In Scheme 1, after filtering the signal access points (APs) based on position coverage of λ% and position resolution of γ%, the MSE of indoor localization on the fingerprint database is shown in Figure 6. Figure 6, Figure 7 and Figure 8 illustrate that as λ and γ decrease, the average positioning error shows a decreasing trend, with the rate of decrease gradually slowing down. The more APs there are, the more available information the fingerprint database provides for positioning services, leading to a gradual reduction in positioning errors. However, once the quantity of APs reaches a certain threshold, additional APs result in only marginal gains in positioning accuracy.
Sensitivity analysis was performed on the parameters λ and γ. From Figure 9 and Figure 10, it can be observed that the indoor positioning mean square error gradually decreases as λ and γ decrease, with the rate of decrease slowing down. In the experimental scenario, the indoor positioning mean square error remains almost unchanged at γ = 60% and λ = 50%. In the Crowdsourced dataset and SODIndoorLoc dataset, the indoor positioning mean square error remains almost unchanged at γ = 50% and λ = 30%, and γ = 30% and λ = 30%, respectively. Figure 9 and Figure 10 further validate that when the number of APs increases to a certain level, the improvement in positioning accuracy due to the increase in the number of APs becomes limited.

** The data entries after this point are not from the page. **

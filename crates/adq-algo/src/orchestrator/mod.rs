//! Solve orchestration: warm attempt, safe attempt, diagnosis.
//!
//! ```text
//! WarmAttempt ──success──> Done
//!      │ no solution
//!      v
//! SafeAttempt ──success──> Done
//!      │ no solution
//!      v
//!   Diagnose ────────────> Failed
//! ```
//!
//! "No solution" (infeasible, unbounded, iteration limit) moves the machine
//! forward. An internal solver error is returned immediately as
//! [`SolveError::Internal`] and never retried.
//!
//! The warm attempt reuses the problem retained in the caller's
//! [`SolveSession`] when there is one: costs, bounds and right-hand sides are
//! updated in place and the previous primal values are offered as a warm
//! start. The safe attempt rebuilds from scratch with scaling disabled.

mod mps_export;
mod options;
mod period;
mod session;

use std::path::PathBuf;
use std::sync::Arc;

use adq_core::LinearProblemData;
use adq_solver_common::{
    backend_by_name, LinearProblem, MipProblem, MipSolution, MipStatus, SolveParams, SolverBackend,
};
use tracing::{debug, error, info, warn};
use web_time::Instant;

pub use mps_export::{MpsWriter, MpsWriterFactory};
pub use options::{MpsExportPolicy, PeriodGranularity, SolveOptions};
pub use period::{
    mps_file_name, period_generator, DailyPeriod, OptPeriodStringGenerator, WeeklyPeriod,
};
pub use session::{OptimizationStatistics, RetainedProblem, SolveSession};

use crate::builder::LinearProblemBuilder;
use crate::error::{FillResult, SolveError};
use crate::filler::FillContext;
use crate::infeasibility::{InfeasibilityAnalyzer, InfeasibilityReport};
use crate::legacy::{LegacyFiller, LegacyIndex, LegacyProblem, LegacyResults};

/// Hours in the weekly window a legacy problem describes.
const LEGACY_WINDOW: FillContext = FillContext {
    first_time_step: 0,
    last_time_step: 167,
    scenarios_selected: Vec::new(),
};

/// First or second optimisation of a two-stage weekly dispatch.
#[derive(Debug, Clone, Copy, PartialEq, Eq, Hash)]
pub enum OptimizationPass {
    First,
    Second,
}

impl OptimizationPass {
    pub fn from_number(number: u32) -> Result<Self, SolveError> {
        match number {
            1 => Ok(OptimizationPass::First),
            2 => Ok(OptimizationPass::Second),
            n => Err(SolveError::InvalidOptimizationNumber(n)),
        }
    }

    pub fn number(self) -> u32 {
        match self {
            OptimizationPass::First => 1,
            OptimizationPass::Second => 2,
        }
    }

    pub(crate) fn slot(self) -> usize {
        self.number() as usize - 1
    }
}

/// One call to [`SolveOrchestrator::solve`].
#[derive(Debug, Clone, PartialEq, Eq)]
pub struct SolveRequest {
    pub optimization: OptimizationPass,
    pub year: u32,
    pub week: u32,
    pub day: u32,
    /// Ignore any retained problem and rebuild.
    pub reset: bool,
}

impl SolveRequest {
    pub fn new(optimization: OptimizationPass) -> Self {
        Self {
            optimization,
            year: 0,
            week: 0,
            day: 0,
            reset: false,
        }
    }

    pub fn with_period(mut self, year: u32, week: u32) -> Self {
        self.year = year;
        self.week = week;
        self
    }

    pub fn with_day(mut self, day: u32) -> Self {
        self.day = day;
        self
    }

    pub fn with_reset(mut self, reset: bool) -> Self {
        self.reset = reset;
        self
    }
}

#[derive(Debug, Clone, Copy, PartialEq, Eq)]
pub enum SolveState {
    WarmAttempt,
    SafeAttempt,
    Diagnose,
    Done,
    Failed,
}

/// Result of a solve that did not hit a fatal error.
#[derive(Debug, Clone, PartialEq)]
pub struct SolveOutcome {
    pub solved: bool,
    /// Final state, `Done` or `Failed`.
    pub state: SolveState,
    /// Status of the last attempt.
    pub status: MipStatus,
    /// `Σ cost · x` over the legacy costs; 0 when not solved.
    pub objective: f64,
    pub used_safe_mode: bool,
    /// True when the warm attempt updated a retained problem.
    pub reused_problem: bool,
    pub update_time_ms: u128,
    pub solve_time_ms: u128,
    pub exported: Vec<PathBuf>,
    pub infeasibility: Option<InfeasibilityReport>,
}

impl SolveOutcome {
    fn new() -> Self {
        Self {
            solved: false,
            state: SolveState::WarmAttempt,
            status: MipStatus::NotSolved,
            objective: 0.0,
            used_safe_mode: false,
            reused_problem: false,
            update_time_ms: 0,
            solve_time_ms: 0,
            exported: Vec::new(),
            infeasibility: None,
        }
    }
}

struct Attempt {
    solution: MipSolution,
    retained: RetainedProblem,
}

pub struct SolveOrchestrator {
    backend: Arc<dyn SolverBackend>,
    options: SolveOptions,
}

impl SolveOrchestrator {
    pub fn new(backend: Arc<dyn SolverBackend>, options: SolveOptions) -> Self {
        Self { backend, options }
    }

    /// Orchestrator using the backend named in `options`.
    pub fn from_options(options: SolveOptions) -> Result<Self, SolveError> {
        let backend = backend_by_name(&options.backend).map_err(SolveError::from_solver)?;
        Ok(Self::new(backend, options))
    }

    pub fn options(&self) -> &SolveOptions {
        &self.options
    }

    pub fn backend(&self) -> &dyn SolverBackend {
        self.backend.as_ref()
    }

    /// Solves `legacy` and copies solved values into `results`.
    ///
    /// Returns `Ok` with `solved == false` when no attempt found a solution;
    /// `Err` only for fatal conditions.
    pub fn solve(
        &self,
        session: &mut SolveSession,
        legacy: &LegacyProblem,
        results: &mut LegacyResults,
        request: &SolveRequest,
    ) -> Result<SolveOutcome, SolveError> {
        let pass = request.optimization;
        let period = period_generator(
            self.options.granularity,
            request.year,
            request.week,
            request.day,
        );
        let factory = MpsWriterFactory::new(
            self.options.export_mps,
            &self.options.export_dir,
            mps_file_name(period.as_ref(), pass.number()),
        );

        let mut outcome = SolveOutcome::new();
        let mut state = SolveState::WarmAttempt;
        loop {
            outcome.state = state;
            state = match state {
                SolveState::WarmAttempt => {
                    if request.reset {
                        session.reset_pass(pass);
                    }
                    let attempt =
                        self.attempt(session, legacy, pass, true, &factory, &mut outcome)?;
                    outcome.status = attempt.solution.status();
                    if attempt.solution.status().is_success() {
                        self.accept(session, legacy, results, pass, attempt, &mut outcome);
                        SolveState::Done
                    } else {
                        info!(status = %outcome.status, "Standard resolution failed");
                        info!("Retry in safe mode");
                        SolveState::SafeAttempt
                    }
                }
                SolveState::SafeAttempt => {
                    debug!("Resetting solver session");
                    session.reset_pass(pass);
                    outcome.used_safe_mode = true;
                    let attempt =
                        self.attempt(session, legacy, pass, false, &factory, &mut outcome)?;
                    outcome.status = attempt.solution.status();
                    if attempt.solution.status().is_success() {
                        info!("Safe resolution succeeded");
                        self.accept(session, legacy, results, pass, attempt, &mut outcome);
                        SolveState::Done
                    } else {
                        error!(status = %outcome.status, "Safe resolution failed");
                        SolveState::Diagnose
                    }
                }
                SolveState::Diagnose => {
                    self.diagnose(legacy, pass, &factory, &mut outcome)?;
                    SolveState::Failed
                }
                SolveState::Done | SolveState::Failed => break,
            };
        }
        outcome.solved = outcome.state == SolveState::Done;
        Ok(outcome)
    }

    fn build(
        &self,
        legacy: &LegacyProblem,
        pass: OptimizationPass,
        named: bool,
    ) -> FillResult<(MipProblem, LegacyIndex)> {
        let filler = LegacyFiller::new(legacy, named);
        let builder = LinearProblemBuilder::new(vec![&filler]);
        let mut problem = MipProblem::new(format!("adq-optim-{}", pass.number()));
        builder.build(&mut problem, &LinearProblemData::default(), &LEGACY_WINDOW)?;
        let index = filler.index(&problem)?;
        Ok((problem, index))
    }

    /// Takes the retained problem of `pass` and refreshes it from `legacy`,
    /// or returns `None` when its layout no longer matches.
    fn update_retained(
        session: &mut SolveSession,
        legacy: &LegacyProblem,
        pass: OptimizationPass,
    ) -> FillResult<Option<RetainedProblem>> {
        let Some(mut retained) = session.take_retained(pass) else {
            return Ok(None);
        };
        if retained.index.variables.len() != legacy.variable_count()
            || retained.index.constraints.len() != legacy.constraint_count()
        {
            debug!("Problem layout changed, rebuilding");
            return Ok(None);
        }
        legacy.validate()?;
        let problem = &mut retained.problem;
        for (i, &var) in retained.index.variables.iter().enumerate() {
            problem.set_objective_coefficient(var, legacy.costs[i])?;
            let (lower, upper) = legacy.bounds(i);
            problem.set_variable_bounds(var, lower, upper)?;
        }
        for (r, &ct) in retained.index.constraints.iter().enumerate() {
            let (lower, upper) = legacy.constraint_bounds(r);
            problem.set_constraint_bounds(ct, lower, upper)?;
        }
        Ok(Some(retained))
    }

    fn attempt(
        &self,
        session: &mut SolveSession,
        legacy: &LegacyProblem,
        pass: OptimizationPass,
        warm: bool,
        factory: &MpsWriterFactory,
        outcome: &mut SolveOutcome,
    ) -> Result<Attempt, SolveError> {
        let update_start = Instant::now();
        let reused = if warm {
            Self::update_retained(session, legacy, pass)?
        } else {
            None
        };

        let (problem, index, warm_start) = match reused {
            Some(retained) => {
                let elapsed = update_start.elapsed().as_millis();
                session.statistics_mut(pass).add_update_time(elapsed);
                outcome.update_time_ms += elapsed;
                outcome.reused_problem = true;
                (retained.problem, retained.index, Some(retained.last_values))
            }
            None => {
                let (problem, index) = self.build(legacy, pass, self.options.named_problems)?;
                (problem, index, None)
            }
        };

        if let Some(path) = factory.create().run_if_needed(&problem)? {
            outcome.exported.push(path);
        }

        let params = SolveParams {
            scaling: warm,
            verbose: self.options.verbose,
            max_iterations: self.options.max_iterations,
            warm_start,
        };
        let solve_start = Instant::now();
        let result = problem.solve(self.backend.as_ref(), &params);
        let elapsed = solve_start.elapsed().as_millis();
        session.statistics_mut(pass).add_solve_time(elapsed);
        outcome.solve_time_ms += elapsed;

        let solution = result.map_err(SolveError::from_solver)?;
        debug!(
            status = %solution.status(),
            scaling = warm,
            time_ms = elapsed,
            "Solver returned"
        );
        let last_values = solution.values().to_vec();
        Ok(Attempt {
            solution,
            retained: RetainedProblem {
                problem,
                index,
                last_values,
            },
        })
    }

    /// Copies a successful attempt into the caller's buffers and retains it.
    fn accept(
        &self,
        session: &mut SolveSession,
        legacy: &LegacyProblem,
        results: &mut LegacyResults,
        pass: OptimizationPass,
        attempt: Attempt,
        outcome: &mut SolveOutcome,
    ) {
        let Attempt { solution, retained } = attempt;
        let mut objective = 0.0;
        for (i, &var) in retained.index.variables.iter().enumerate() {
            let value = solution.optimal_value(var);
            objective += legacy.costs[i] * value;
            if let Some(&Some(slot)) = legacy.primal_destinations.get(i) {
                results.store_primal(slot, value);
            }
            if let Some(&Some(slot)) = legacy.reduced_cost_destinations.get(i) {
                results.store_reduced_cost(slot, solution.reduced_cost(var));
            }
        }
        for (r, &ct) in retained.index.constraints.iter().enumerate() {
            if let Some(&Some(slot)) = legacy.dual_destinations.get(r) {
                results.store_dual(slot, solution.dual(ct));
            }
        }
        outcome.objective = objective;
        session.set_optimal_cost(pass, objective);
        session.retain(pass, retained);
    }

    fn diagnose(
        &self,
        legacy: &LegacyProblem,
        pass: OptimizationPass,
        factory: &MpsWriterFactory,
        outcome: &mut SolveOutcome,
    ) -> Result<(), SolveError> {
        let (problem, _) = match self.build(legacy, pass, true) {
            Ok(built) => built,
            Err(e) => {
                warn!(error = %e, "Named rebuild failed, using positional names");
                self.build(legacy, pass, false)?
            }
        };

        match InfeasibilityAnalyzer::new(Arc::clone(&self.backend)).run(&problem) {
            Ok(report) => {
                report.log();
                outcome.infeasibility = Some(report);
            }
            Err(e) => warn!(error = %e, "Infeasibility analysis failed"),
        }

        if let Some(path) = factory.create_on_optimization_error().run_if_needed(&problem)? {
            outcome.exported.push(path);
        }
        Ok(())
    }
}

By traversing λ and γ, it is found that in the real indoor experimental scenario, the Crowdsourced dataset, and the SODIndoorLoc dataset, the minimum number of APs can be achieved with λ = 40, γ = 60; λ = 60, γ = 40; and λ = 60, γ = 0, respectively. Furthermore, the increase in the MSE of indoor localization compared to the original MSE of indoor localization does not exceed 5%. After the original fingerprint database undergoes AP redundancy processing and is combined with KNN for position estimation, the mean positioning errors for the experimental scenario, the Crowdsourced dataset, and the SODIndoorLoc dataset are 2.69 m, 10.88 m, and 3.60 m, respectively.
Scheme 2 groups APs with high similarity into the same cluster S k and filters out APs with lower position resolution within S k to construct the fingerprint database. The Spearman correlation statistics for the APs in the three indoor positioning fingerprint datasets are shown in Figure 11. The proportion of APs with strong correlation (correlation coefficient η satisfying η > 0.8 ) is relatively small.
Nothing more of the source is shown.